Did you know that breastfeeding has health benefits as well as monetary benefits? Not only is breastfeeding a nutrient-rich diet that is perfectly formulated for your baby, but can also save you up to $4,000 dollars in a single year by choosing breast milk over formula.
However, breastfeeding can also be stressful for new moms when you have a crying, hungry baby and are struggling with breastfeeding. Don’t worry, this is normal. Here are our top seven tips for breastfeeding.

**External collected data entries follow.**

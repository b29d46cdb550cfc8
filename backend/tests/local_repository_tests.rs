//! Concurrency tests for LocalRepository.
//!
//! The timetable check and write share one lock, so racing requests for the
//! same slot must leave exactly one stored record.

use std::sync::Arc;

use giftech_admin::db::repositories::LocalRepository;
use giftech_admin::db::repository::{
    AssignmentWrite, FacultyRepository, SchoolRepository, TimetableRepository,
};
use giftech_admin::models::{FacultyId, NewAssignment, NewFaculty, NewSchool, SchoolId, Weekday};

async fn seed(repo: &LocalRepository) -> (FacultyId, SchoolId) {
    let faculty: NewFaculty = serde_json::from_str(r#"{"name": "Grace Hopper"}"#).unwrap();
    let school: NewSchool = serde_json::from_str(r#"{"name": "Harbor Academy"}"#).unwrap();
    let faculty = repo.insert_faculty(faculty).await.unwrap();
    let school = repo.insert_school(school).await.unwrap();
    (faculty.id, school.id)
}

fn lesson(faculty: FacultyId, school: SchoolId, day: Weekday, start: &str, end: &str) -> NewAssignment {
    NewAssignment {
        faculty_id: faculty,
        school_id: school,
        grade: "Grade 11".to_string(),
        subject: "Chemistry".to_string(),
        day,
        start_time: start.parse().unwrap(),
        end_time: end.parse().unwrap(),
    }
}

#[tokio::test(flavor = "multi_thread", worker_threads = 4)]
async fn test_concurrent_conflicting_creations_store_one() {
    let repo = Arc::new(LocalRepository::new());
    let (faculty, school) = seed(&repo).await;

    let slots = [
        ("09:00", "10:00"),
        ("09:30", "10:30"),
        ("08:30", "09:30"),
        ("09:15", "09:45"),
    ];
    let handles: Vec<_> = (0..32)
        .map(|i| {
            let repo = Arc::clone(&repo);
            let (start, end) = slots[i % slots.len()];
            let request = lesson(faculty, school, Weekday::Tuesday, start, end);
            tokio::spawn(async move { repo.insert_assignment(request).await })
        })
        .collect();

    let mut stored = 0;
    let mut rejected = 0;
    for handle in handles {
        match handle.await.unwrap().unwrap() {
            AssignmentWrite::Stored(_) => stored += 1,
            AssignmentWrite::Rejected(_) => rejected += 1,
            other => panic!("unexpected outcome {:?}", other),
        }
    }

    assert_eq!(stored, 1);
    assert_eq!(rejected, 31);
    assert_eq!(repo.list_assignments(Some(faculty)).await.unwrap().len(), 1);
}

#[tokio::test(flavor = "multi_thread", worker_threads = 4)]
async fn test_concurrent_disjoint_creations_all_succeed() {
    let repo = Arc::new(LocalRepository::new());
    let (faculty, school) = seed(&repo).await;

    let hours = [("08:00", "09:00"), ("09:00", "10:00"), ("10:00", "11:00"), ("11:00", "12:00")];
    let handles: Vec<_> = Weekday::ALL
        .iter()
        .flat_map(|day| hours.iter().map(move |(start, end)| (*day, *start, *end)))
        .map(|(day, start, end)| {
            let repo = Arc::clone(&repo);
            let request = lesson(faculty, school, day, start, end);
            tokio::spawn(async move { repo.insert_assignment(request).await })
        })
        .collect();

    for handle in handles {
        assert!(matches!(handle.await.unwrap().unwrap(), AssignmentWrite::Stored(_)));
    }
    assert_eq!(repo.list_assignments(None).await.unwrap().len(), 20);
}

#[tokio::test]
async fn test_different_faculty_share_a_slot() {
    let repo = LocalRepository::new();
    let (first, school) = seed(&repo).await;
    let second = repo
        .insert_faculty(serde_json::from_str(r#"{"name": "Katherine Johnson"}"#).unwrap())
        .await
        .unwrap()
        .id;

    for faculty in [first, second] {
        let outcome = repo
            .insert_assignment(lesson(faculty, school, Weekday::Monday, "09:00", "10:00"))
            .await
            .unwrap();
        assert!(matches!(outcome, AssignmentWrite::Stored(_)));
    }
}

#[tokio::test]
async fn test_rejection_names_existing_assignment() {
    let repo = LocalRepository::new();
    let (faculty, school) = seed(&repo).await;
    let AssignmentWrite::Stored(existing) = repo
        .insert_assignment(lesson(faculty, school, Weekday::Monday, "09:00", "10:00"))
        .await
        .unwrap()
    else {
        panic!("first slot should be free");
    };

    let AssignmentWrite::Rejected(conflict) = repo
        .insert_assignment(lesson(faculty, school, Weekday::Monday, "09:30", "10:30"))
        .await
        .unwrap()
    else {
        panic!("overlapping slot should be rejected");
    };
    assert_eq!(conflict.existing.id, existing.id);
    assert_eq!(conflict.conflicting_subject(), "Chemistry");
}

When you are tense it can be difficult for your milk to letdown. Try taking a deep breath in and squeezing your shoulders up towards your ears then blow out the breath through your mouth quickly and drop your shoulders.
2. Lean Back
Laid-back or “Natural” breastfeeding positions are a great way to use gravity to obtain a deeper, more comfortable latch. For a great video demonstrating these positions, check out www.naturalbreastfeeding.com.
3. Skin-to-Skin Is In
Direct skin-to-skin contact is one of the best ways to bond with your baby. It helps regulate a baby’s temperature, heart rate, blood pressure, blood sugar, and breathing and can help mom’s milk come in faster. Dads or other caregivers can also provide skin-to-skin care and may find it helpful for waking up a sleepy baby or calming a fussy one.
4. “8 or more in 24”
The best way to bring in and maintain a robust milk supply is by feeding your baby on demand at least 8-12 times a day. Feed your baby whenever she shows feeding cues at least 8 or more times in a 24-hour period.
5. Breast Milk Works on Supply and Demand
A nursing mother’s breasts are never completely empty; her body is continuously producing more to replace what has been removed. Emptier breasts make more milk faster and the milk produced has a higher fat content. Moms wishing to increase milk production should remove milk more often.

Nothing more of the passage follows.